WASHINGTON, D.C. (February 12, 2018) In its newest white paper, released today, the Association for Accessible Medicines (AAM) finds that generics and biosimilars continue to provide savings for patients, but that uninterrupted patient access to these affordable prescription medicines is at risk.
According to “Ensuring the Future of Accessible Medicines in the U.S.: Avoiding Shortages & Ensuring Competition for America’s Patients,” generic prices are falling faster and settling lower than ever before. But new savings – with up to $140 billion in patent expiries over the next five years – are at risk without policies that ensure market entry. And continued savings from older generics are threatened by purchaser consolidation and policies like the Medicaid Generics Penalty and state-enacted burdens.
“Unless policymakers take steps to address these challenges, the risk of shortages among generic drugs is likely to increase further, threatening patient health,” says AAM President and CEO Chip Davis.
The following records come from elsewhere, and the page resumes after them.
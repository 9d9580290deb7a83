//! Integration tests for field/step/workflow definition lint (D001–D007).

#[allow(dead_code)]
mod helpers;

use helpers::*;
use onboarding_core::parse::{self, StepDefinition, ValidationRules};
use onboarding_core::validate::{validate_step_definition, validate_workflow_definition};

#[test]
fn onboarding_fixture_passes() {
    let workflow = parse::parse_workflow(include_str!("fixtures/onboarding_workflow.json"))
        .expect("Should parse");
    assert_eq!(workflow.steps.len(), 2);
    let errors = validate_workflow_definition(&workflow);
    assert!(errors.is_empty(), "Expected no definition errors, got: {:?}", errors);
}

#[test]
fn broken_fixture_reports_everything() {
    let workflow = parse::parse_workflow(include_str!("fixtures/broken_workflow.json"))
        .expect("Should parse");
    let errors = validate_workflow_definition(&workflow);
    let mut codes: Vec<&str> = errors.iter().map(|e| e.code.as_str()).collect();
    codes.sort_unstable();
    assert_eq!(codes, vec!["D001", "D002", "D003", "D004", "D005", "D006"]);
}

#[test]
fn d007_workflow_without_steps() {
    let workflow = parse::parse_workflow(r#"{"id": "w", "name": "Empty", "steps": []}"#).unwrap();
    let errors = validate_workflow_definition(&workflow);
    assert_has_error(&errors, "D007");
}

#[test]
fn select_with_field_level_options_passes() {
    let mut f = field("dept", "select");
    f.options = Some(vec!["Engineering".into()]);
    let step = StepDefinition {
        id: "s".into(),
        title: "S".into(),
        fields: vec![f],
    };
    assert!(validate_step_definition(&step).is_empty());
}

#[test]
fn select_with_only_rule_options_is_flagged() {
    // Field-level options always replace rule options, so these never apply.
    let step = StepDefinition {
        id: "s".into(),
        title: "S".into(),
        fields: vec![field_with_rules(
            "dept",
            "select",
            ValidationRules::default().with_options(["Engineering"]),
        )],
    };
    assert_has_error(&validate_step_definition(&step), "D005");
}

#[test]
fn d002_message_names_pattern() {
    let step = StepDefinition {
        id: "s".into(),
        title: "S".into(),
        fields: vec![field_with_rules("code", "text", ValidationRules::default().with_pattern("[a-"))],
    };
    let errors = validate_step_definition(&step);
    assert_eq!(errors.len(), 1);
    assert!(errors[0].message.starts_with("Invalid validation pattern '[a-'"));
    assert_eq!(errors[0].subject.as_deref(), Some("code"));
}

#[test]
fn lookaround_pattern_is_not_flagged() {
    let step = StepDefinition {
        id: "s".into(),
        title: "S".into(),
        fields: vec![field_with_rules(
            "password",
            "text",
            ValidationRules::default().with_pattern(r"^(?=.*\d)(?<!x).+$"),
        )],
    };
    let errors = validate_step_definition(&step);
    assert!(errors.is_empty(), "Expected no definition errors, got: {:?}", errors);
}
Other details included in the report:
- Prices, not percentages matter. A 22 percent price increase in Humira in 2014-2015 translated to $270 million, while a 121 percent increase in the generic phenazopyridine HCL in the same time frame equaled $4000.
- Not all drug prices are going up. Generic price decreases are masking brand drug price inflation.
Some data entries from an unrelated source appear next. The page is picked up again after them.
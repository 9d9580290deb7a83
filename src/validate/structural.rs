//! Canvas structural validation rules (C001–C008).
//!
//! A canvas resolves cleanly when its connected nodes form one simple path.
//! These rules explain why `build_workflow_chain` returned a short or empty
//! chain; the resolver itself never consults them.

use petgraph::algo::is_cyclic_directed;

use crate::error::DefinitionError;
use crate::parse::graph::CanvasGraph;
use crate::parse::types::Canvas;

/// Run all canvas rules. Returns all errors found.
pub fn validate_canvas(canvas: &Canvas) -> Vec<DefinitionError> {
    let graph = CanvasGraph::build(canvas);
    let mut errors = Vec::new();

    c008_unique_node_ids(&graph, &mut errors);

    // Nothing connected yet is not an error, just no chain.
    if graph.edge_count() == 0 {
        return errors;
    }

    c001_c002_single_start(&graph, &mut errors);
    c003_c004_no_branching(&graph, &mut errors);
    c005_no_cycles(&graph, &mut errors);
    c006_edges_reference_existing_nodes(&graph, &mut errors);
    c007_all_nodes_connected(&graph, &mut errors);

    errors
}

fn c001_c002_single_start(graph: &CanvasGraph, errors: &mut Vec<DefinitionError>) {
    let starts: Vec<&str> = graph
        .placed
        .iter()
        .filter(|&&idx| graph.incoming(idx) == 0 && graph.outgoing(idx) > 0)
        .map(|&idx| graph.vertex(idx).id())
        .collect();

    match starts.as_slice() {
        [] if graph.start_node().is_none() => errors.push(DefinitionError::canvas(
            "C001",
            "Canvas has no start node: every node has an incoming connection",
            None,
        )),
        [] | [_] => {}
        [_, rest @ ..] => {
            for id in rest {
                errors.push(DefinitionError::canvas(
                    "C002",
                    format!(
                        "Canvas has {} start nodes; node '{}' starts a second chain",
                        starts.len(),
                        id
                    ),
                    Some(id.to_string()),
                ));
            }
        }
    }
}

fn c003_c004_no_branching(graph: &CanvasGraph, errors: &mut Vec<DefinitionError>) {
    for &idx in &graph.placed {
        let id = graph.vertex(idx).id();

        let outgoing = graph.outgoing(idx);
        if outgoing > 1 {
            errors.push(DefinitionError::canvas(
                "C003",
                format!(
                    "Node '{}' has {} outgoing connections; a chain allows at most 1",
                    id, outgoing
                ),
                Some(id.to_string()),
            ));
        }

        let incoming = graph.incoming(idx);
        if incoming > 1 {
            errors.push(DefinitionError::canvas(
                "C004",
                format!(
                    "Node '{}' has {} incoming connections; a chain allows at most 1",
                    id, incoming
                ),
                Some(id.to_string()),
            ));
        }
    }
}

fn c005_no_cycles(graph: &CanvasGraph, errors: &mut Vec<DefinitionError>) {
    if is_cyclic_directed(&graph.graph) {
        errors.push(DefinitionError::canvas(
            "C005",
            "Canvas connections contain a cycle",
            None,
        ));
    }
}

fn c006_edges_reference_existing_nodes(graph: &CanvasGraph, errors: &mut Vec<DefinitionError>) {
    for idx in graph.dangling() {
        let id = graph.vertex(idx).id();
        errors.push(DefinitionError::canvas(
            "C006",
            format!("Connection references unknown node '{}'", id),
            Some(id.to_string()),
        ));
    }
}

fn c007_all_nodes_connected(graph: &CanvasGraph, errors: &mut Vec<DefinitionError>) {
    for &idx in &graph.placed {
        if graph.incoming(idx) == 0 && graph.outgoing(idx) == 0 {
            let id = graph.vertex(idx).id();
            errors.push(DefinitionError::canvas(
                "C007",
                format!("Node '{}' is not connected to the chain", id),
                Some(id.to_string()),
            ));
        }
    }
}

fn c008_unique_node_ids(graph: &CanvasGraph, errors: &mut Vec<DefinitionError>) {
    for id in &graph.duplicate_ids {
        errors.push(DefinitionError::canvas(
            "C008",
            format!("Duplicate node id '{}'", id),
            Some(id.clone()),
        ));
    }
}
- Patent expiries are looming. Savings are at risk if generics and biosimilars aren’t able to launch in a timely fashion. According to IQvia, roughly $140 billion in lower brand drug spending is possible due to expiring patents over the next five years. But without policies that allow timely generic and biosimilar entry, these savings may not be realized.
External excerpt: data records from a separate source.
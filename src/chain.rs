//! Canvas chain resolution: linearize connected workflow nodes into the
//! order the onboarding wizard runs them.

use petgraph::visit::{VisitMap, Visitable};

use crate::error::DefinitionError;
use crate::parse::graph::CanvasGraph;
use crate::parse::types::{Canvas, StepDefinition, WorkflowDefinition};

/// Resolve the canvas into an ordered list of workflow ids.
///
/// Starts at the first node (canvas order) with no incoming edge and follows
/// the earliest outgoing edge from each node. Malformed canvases never error:
/// no edges, no start node, a dangling edge or a revisited node all end the
/// walk, so callers must read an empty result as "nothing to execute".
pub fn build_workflow_chain(canvas: &Canvas) -> Vec<String> {
    if canvas.edges.is_empty() {
        tracing::debug!(nodes = canvas.nodes.len(), "canvas has no edges, no chain");
        return Vec::new();
    }

    let graph = CanvasGraph::build(canvas);
    resolve(&graph)
}

/// Walk an already-built canvas graph. See [`build_workflow_chain`].
pub fn resolve(graph: &CanvasGraph) -> Vec<String> {
    if graph.edge_count() == 0 {
        return Vec::new();
    }

    let Some(start) = graph.start_node() else {
        tracing::debug!("every canvas node has an incoming edge, no start node");
        return Vec::new();
    };

    let mut visited = graph.graph.visit_map();
    let mut chain = Vec::new();
    let mut cursor = start;

    loop {
        let Some(workflow_id) = graph.vertex(cursor).workflow_id() else {
            tracing::debug!(
                node = graph.vertex(cursor).id(),
                "edge points at a node that is not on the canvas, chain truncated"
            );
            break;
        };
        if !visited.visit(cursor) {
            tracing::debug!(
                node = graph.vertex(cursor).id(),
                "canvas node revisited, chain truncated at cycle"
            );
            break;
        }
        chain.push(workflow_id.to_string());

        match graph.first_successor(cursor) {
            Some(next) => cursor = next,
            None => break,
        }
    }

    tracing::debug!(length = chain.len(), "resolved workflow chain");
    chain
}

/// One step of a multi-workflow wizard run.
#[derive(Debug, Clone, PartialEq, serde::Serialize)]
#[serde(rename_all = "camelCase")]
pub struct PlannedStep<'a> {
    /// Zero-based position in the flattened run.
    pub position: usize,
    pub workflow_id: &'a str,
    #[serde(skip)]
    pub step: &'a StepDefinition,
    pub step_id: &'a str,
}

/// Flatten a resolved chain into the steps the wizard walks, in order.
/// Every chain entry without a workflow definition is reported (`W001`).
pub fn plan_chain<'a>(
    chain: &[String],
    workflows: &'a [WorkflowDefinition],
) -> Result<Vec<PlannedStep<'a>>, Vec<DefinitionError>> {
    let mut steps = Vec::new();
    let mut errors = Vec::new();

    for workflow_id in chain {
        let Some(workflow) = workflows.iter().find(|w| &w.id == workflow_id) else {
            errors.push(DefinitionError::chain(
                "W001",
                format!("Chain references unknown workflow '{}'", workflow_id),
                Some(workflow_id.clone()),
            ));
            continue;
        };
        for step in &workflow.steps {
            steps.push(PlannedStep {
                position: steps.len(),
                workflow_id: &workflow.id,
                step,
                step_id: &step.id,
            });
        }
    }

    if !errors.is_empty() {
        return Err(errors);
    }
    Ok(steps)
}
AAM is driven by the belief that access to safe, quality, effective medicine has a tremendous impact on a person’s life and the world around them. Generic and biosimilar medicines improve people’s lives, improving society and the economy in turn. AAM represents the manufacturers and distributors of finished generic pharmaceuticals and biosimilars, manufacturers and distributors of bulk pharmaceutical chemicals, and suppliers of other goods and services to the generic industry. Generic pharmaceuticals are 89 percent of prescriptions dispensed in the U.S. but only 26 percent of total drug spending.